If your kernel has usbhid built as a module, then the following in a modprobe config file (such as /etc/modprobe.d/imon.conf) might be necessary:
options usbhid quirks=0x15c2:0x0045:0x0004
If your kernel has usbhid built-in, you may need to add the quirk info to the your kernel boot parameters, like so:
usbhid.quirks=0x15c2:0x0045:0x4
If you're lucky, your device has already been quirked properly in the usbhid driver itself, but if not, please let the lirc developers know, so they can submit patches to the usbhid driver upstream. You can tell if its necessary by grepping your dmesg output after booting up, looking for USB HID and your Device ID, like so:
$ dmesg |grep "USB HID.*15c2" input,hidraw0: USB HID v1.01 Mouse [HID 15c2:0045] on usb-0000:00:02.0-2 hiddev96hidraw1: USB HID v1.00 Device [HID 15c2:0045] on usb-0000:00:02.0-2
In the above, we can see that the usbhid driver has claimed our iMON device, and manual quirk addition is required.

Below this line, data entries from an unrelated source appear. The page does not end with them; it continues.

//! Event listener registry with wildcard fan-out.
//!
//! Listeners register under an exact event type (`game.movement.jump`) or a
//! two-segment wildcard (`game.movement.*`). Dispatch offers each event to
//! the exact key first, then to the wildcard derived from the event's first
//! two segments. Nothing else matches: `game.combat.*` never sees movement
//! events, and there is no catch-all.

use std::collections::HashMap;
use std::fmt;
use std::panic::{catch_unwind, AssertUnwindSafe};
use std::sync::atomic::{AtomicU64, Ordering};
use std::sync::{Arc, Mutex, Weak};

use tracing::{trace, warn};

use crate::error::VoidlineError;
use crate::protocol::StreamEvent;
use crate::sync::lock;

/// Callback invoked for each matching event.
pub type Listener = Arc<dyn Fn(&StreamEvent) + Send + Sync>;

/// Unique identity of one registration.
#[derive(Debug, Clone, Copy, PartialEq, Eq, Hash, PartialOrd, Ord)]
pub struct ListenerId(u64);

/// Derive the wildcard key an event type is offered to.
///
/// Only types with at least three segments have one; the wildcard of a
/// two-segment type would be the type itself.
///
/// ```
/// use voidline_client::registry::wildcard_key;
///
/// assert_eq!(wildcard_key("game.movement.jump").as_deref(), Some("game.movement.*"));
/// assert_eq!(wildcard_key("game.combat.round.resolved").as_deref(), Some("game.combat.*"));
/// assert_eq!(wildcard_key("heartbeat"), None);
/// assert_eq!(wildcard_key("game.movement"), None);
/// ```
pub fn wildcard_key(event_type: &str) -> Option<String> {
    let mut segments = event_type.splitn(3, '.');
    let first = segments.next()?;
    let second = segments.next()?;
    segments.next()?;
    Some(format!("{first}.{second}.*"))
}

/// Map of listener key to callbacks in registration order.
#[derive(Default)]
pub struct ListenerRegistry {
    listeners: Mutex<HashMap<String, Vec<(ListenerId, Listener)>>>,
    next_id: AtomicU64,
}

impl ListenerRegistry {
    /// Create an empty registry.
    pub fn new() -> Self {
        Self::default()
    }

    /// Register `listener` under `key` and return its identity.
    pub fn register(&self, key: impl Into<String>, listener: Listener) -> ListenerId {
        let key = key.into();
        let id = ListenerId(self.next_id.fetch_add(1, Ordering::Relaxed));
        trace!(%key, id = id.0, "listener registered");
        lock(&self.listeners).entry(key).or_default().push((id, listener));
        id
    }

    /// Remove one registration. Returns `false` if it was already gone.
    ///
    /// The key is deleted together with its last listener.
    pub fn unregister(&self, key: &str, id: ListenerId) -> bool {
        let mut listeners = lock(&self.listeners);
        let Some(entries) = listeners.get_mut(key) else {
            return false;
        };
        let before = entries.len();
        entries.retain(|(entry_id, _)| *entry_id != id);
        let removed = entries.len() != before;
        if entries.is_empty() {
            listeners.remove(key);
        }
        removed
    }

    /// Drop every registration.
    pub fn clear(&self) {
        lock(&self.listeners).clear();
    }

    /// Total number of registrations across all keys.
    pub fn len(&self) -> usize {
        lock(&self.listeners).values().map(Vec::len).sum()
    }

    /// Returns `true` if nothing is registered.
    pub fn is_empty(&self) -> bool {
        lock(&self.listeners).is_empty()
    }

    /// Number of distinct keys with at least one listener.
    pub fn key_count(&self) -> usize {
        lock(&self.listeners).len()
    }

    /// Snapshot of the listeners an event of `event_type` would reach, exact
    /// key first.
    fn listeners_for(&self, event_type: &str) -> Vec<Listener> {
        let listeners = lock(&self.listeners);
        let exact = listeners.get(event_type).into_iter().flatten();
        let wildcard = wildcard_key(event_type)
            .and_then(|key| listeners.get(&key))
            .into_iter()
            .flatten();
        exact
            .chain(wildcard)
            .map(|(_, listener)| Arc::clone(listener))
            .collect()
    }

    /// Invoke every matching listener. Returns how many ran without
    /// panicking.
    ///
    /// Callbacks run after the registry lock is released, so a listener may
    /// register or unregister (itself included) without deadlocking; such
    /// changes take effect from the next dispatch.
    pub fn dispatch(&self, event: &StreamEvent) -> usize {
        let mut delivered = 0;
        for listener in self.listeners_for(&event.event_type) {
            match catch_unwind(AssertUnwindSafe(|| listener(event))) {
                Ok(()) => delivered += 1,
                Err(panic) => {
                    let fault = VoidlineError::ListenerFault {
                        event_type: event.event_type.clone(),
                        message: panic_message(panic.as_ref()),
                    };
                    warn!(error = %fault, "event listener failed");
                }
            }
        }
        delivered
    }
}

fn panic_message(panic: &(dyn std::any::Any + Send)) -> String {
    if let Some(text) = panic.downcast_ref::<&str>() {
        (*text).to_string()
    } else if let Some(text) = panic.downcast_ref::<String>() {
        text.clone()
    } else {
        "non-string panic payload".to_string()
    }
}

impl fmt::Debug for ListenerRegistry {
    fn fmt(&self, f: &mut fmt::Formatter<'_>) -> fmt::Result {
        let listeners = lock(&self.listeners);
        let keys: Vec<(&str, usize)> = listeners
            .iter()
            .map(|(key, entries)| (key.as_str(), entries.len()))
            .collect();
        f.debug_struct("ListenerRegistry")
            .field("keys", &keys)
            .finish()
    }
}

/// Handle returned by
/// [`StreamManager::add_event_listener`](crate::StreamManager::add_event_listener).
///
/// Dropping the handle does **not** unregister the listener; call
/// [`unregister`](Self::unregister).
#[derive(Debug, Clone)]
pub struct ListenerHandle {
    key: String,
    id: ListenerId,
    registry: Weak<ListenerRegistry>,
}

impl ListenerHandle {
    pub(crate) fn new(key: String, id: ListenerId, registry: &Arc<ListenerRegistry>) -> Self {
        Self {
            key,
            id,
            registry: Arc::downgrade(registry),
        }
    }

    /// The key this listener was registered under.
    pub fn key(&self) -> &str {
        &self.key
    }

    /// The registration's identity.
    pub fn id(&self) -> ListenerId {
        self.id
    }

    /// Remove the listener. Returns `false` if it was already removed (for
    /// example by [`StreamManager::disconnect`](crate::StreamManager::disconnect)).
    pub fn unregister(&self) -> bool {
        self.registry
            .upgrade()
            .is_some_and(|registry| registry.unregister(&self.key, self.id))
    }
}

#[cfg(test)]
#[allow(
    clippy::unwrap_used,
    clippy::expect_used,
    clippy::panic,
    clippy::indexing_slicing
)]
mod tests {
    use super::*;
    use crate::protocol::GameEvent;

    fn event(event_type: &str) -> StreamEvent {
        StreamEvent {
            event_type: event_type.to_string(),
            event: GameEvent::Unknown(serde_json::json!({})),
            received_at_epoch_ms: 0,
        }
    }

    fn recorder(log: &Arc<Mutex<Vec<String>>>, tag: &str) -> Listener {
        let log = Arc::clone(log);
        let tag = tag.to_string();
        Arc::new(move |_event: &StreamEvent| log.lock().unwrap().push(tag.clone()))
    }

    #[test]
    fn wildcard_key_needs_three_segments() {
        assert_eq!(wildcard_key("a.b.c").as_deref(), Some("a.b.*"));
        assert_eq!(wildcard_key("a.b"), None);
        assert_eq!(wildcard_key("connected"), None);
    }

    #[test]
    fn exact_listeners_run_before_wildcard_in_registration_order() {
        let registry = ListenerRegistry::new();
        let log = Arc::new(Mutex::new(Vec::new()));
        registry.register("game.movement.*", recorder(&log, "wild-1"));
        registry.register("game.movement.jump", recorder(&log, "exact-1"));
        registry.register("game.movement.*", recorder(&log, "wild-2"));
        registry.register("game.movement.jump", recorder(&log, "exact-2"));
        registry.register("game.combat.*", recorder(&log, "combat"));

        assert_eq!(registry.dispatch(&event("game.movement.jump")), 4);
        assert_eq!(
            *log.lock().unwrap(),
            ["exact-1", "exact-2", "wild-1", "wild-2"]
        );
    }

    #[test]
    fn panicking_listener_does_not_stop_dispatch() {
        let registry = ListenerRegistry::new();
        let log = Arc::new(Mutex::new(Vec::new()));
        registry.register("x.y.z", recorder(&log, "first"));
        registry.register("x.y.z", Arc::new(|_: &StreamEvent| panic!("boom")));
        registry.register("x.y.z", recorder(&log, "third"));

        assert_eq!(registry.dispatch(&event("x.y.z")), 2);
        assert_eq!(*log.lock().unwrap(), ["first", "third"]);
    }

    #[test]
    fn unregister_removes_empty_keys() {
        let registry = Arc::new(ListenerRegistry::new());
        let log = Arc::new(Mutex::new(Vec::new()));
        let id = registry.register("a.b.c", recorder(&log, "one"));
        let handle = ListenerHandle::new("a.b.c".into(), id, &registry);
        assert_eq!(registry.key_count(), 1);

        assert!(handle.unregister());
        assert!(!handle.unregister());
        assert_eq!(registry.key_count(), 0);
        assert!(registry.is_empty());
        assert_eq!(registry.dispatch(&event("a.b.c")), 0);
    }

    #[test]
    fn listener_may_unregister_itself_during_dispatch() {
        let registry = Arc::new(ListenerRegistry::new());
        let slot: Arc<Mutex<Option<ListenerHandle>>> = Arc::new(Mutex::new(None));
        let calls = Arc::new(AtomicU64::new(0));

        let listener: Listener = {
            let slot = Arc::clone(&slot);
            let calls = Arc::clone(&calls);
            Arc::new(move |_: &StreamEvent| {
                calls.fetch_add(1, Ordering::SeqCst);
                if let Some(handle) = slot.lock().unwrap().take() {
                    handle.unregister();
                }
            })
        };
        let id = registry.register("a.b.c", listener);
        *slot.lock().unwrap() = Some(ListenerHandle::new("a.b.c".into(), id, &registry));

        registry.dispatch(&event("a.b.c"));
        registry.dispatch(&event("a.b.c"));
        assert_eq!(calls.load(Ordering::SeqCst), 1);
    }

    #[test]
    fn handle_outliving_registry_is_inert() {
        let registry = Arc::new(ListenerRegistry::new());
        let id = registry.register("a.b.c", Arc::new(|_: &StreamEvent| {}));
        let handle = ListenerHandle::new("a.b.c".into(), id, &registry);
        drop(registry);
        assert!(!handle.unregister());
    }

    #[test]
    fn debug_lists_keys_not_callbacks() {
        let registry = ListenerRegistry::new();
        registry.register("a.b.c", Arc::new(|_: &StreamEvent| {}));
        let debug = format!("{registry:?}");
        assert!(debug.contains("a.b.c"));
    }
}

Newer devices have two USB IR endpoints, which lead to lirc 0.8.5 and earlier setting up two lirc devices for what was in fact a single device, and the two devices had to be bound together in userspace, lest the input buffer would get wedged if a button from the device you weren't listening to wasn't serviced. So if you're using lirc 0.8.5 or earlier, you'll need to start up two lircd daemons, bound to one another, along these lines:
lircd --driver=default --device=/dev/lirc0 --pidfile=/var/run/lirc0.pid --listen=8765 lircd --driver=default --device=/dev/lirc1 --pidfile=/var/run/lirc1.pid --output=/dev/lircd --connect=localhost:8765
Note that this requires some modification of distribution-provided init scripts, manual startup or what have you, in most cases. It really does work though...
With post-0.8.5 lirc, the dual interface iMON devices are handled as a single lirc device, greatly simplifying setup for users -- distribution init scripts should work out of the box. However, it may still be necessary to manually add a quirk to keep the usbhid driver from claiming your device.
In addition, post-0.8.5 lirc now includes mouse input device support, so the keyboard/mouse toggle button actually functions as one would expect it to (and as it does under Windows). A special bonus not present under Windows (I think) is that the ch+/- buttons emulate a scroll wheel in mouse mode.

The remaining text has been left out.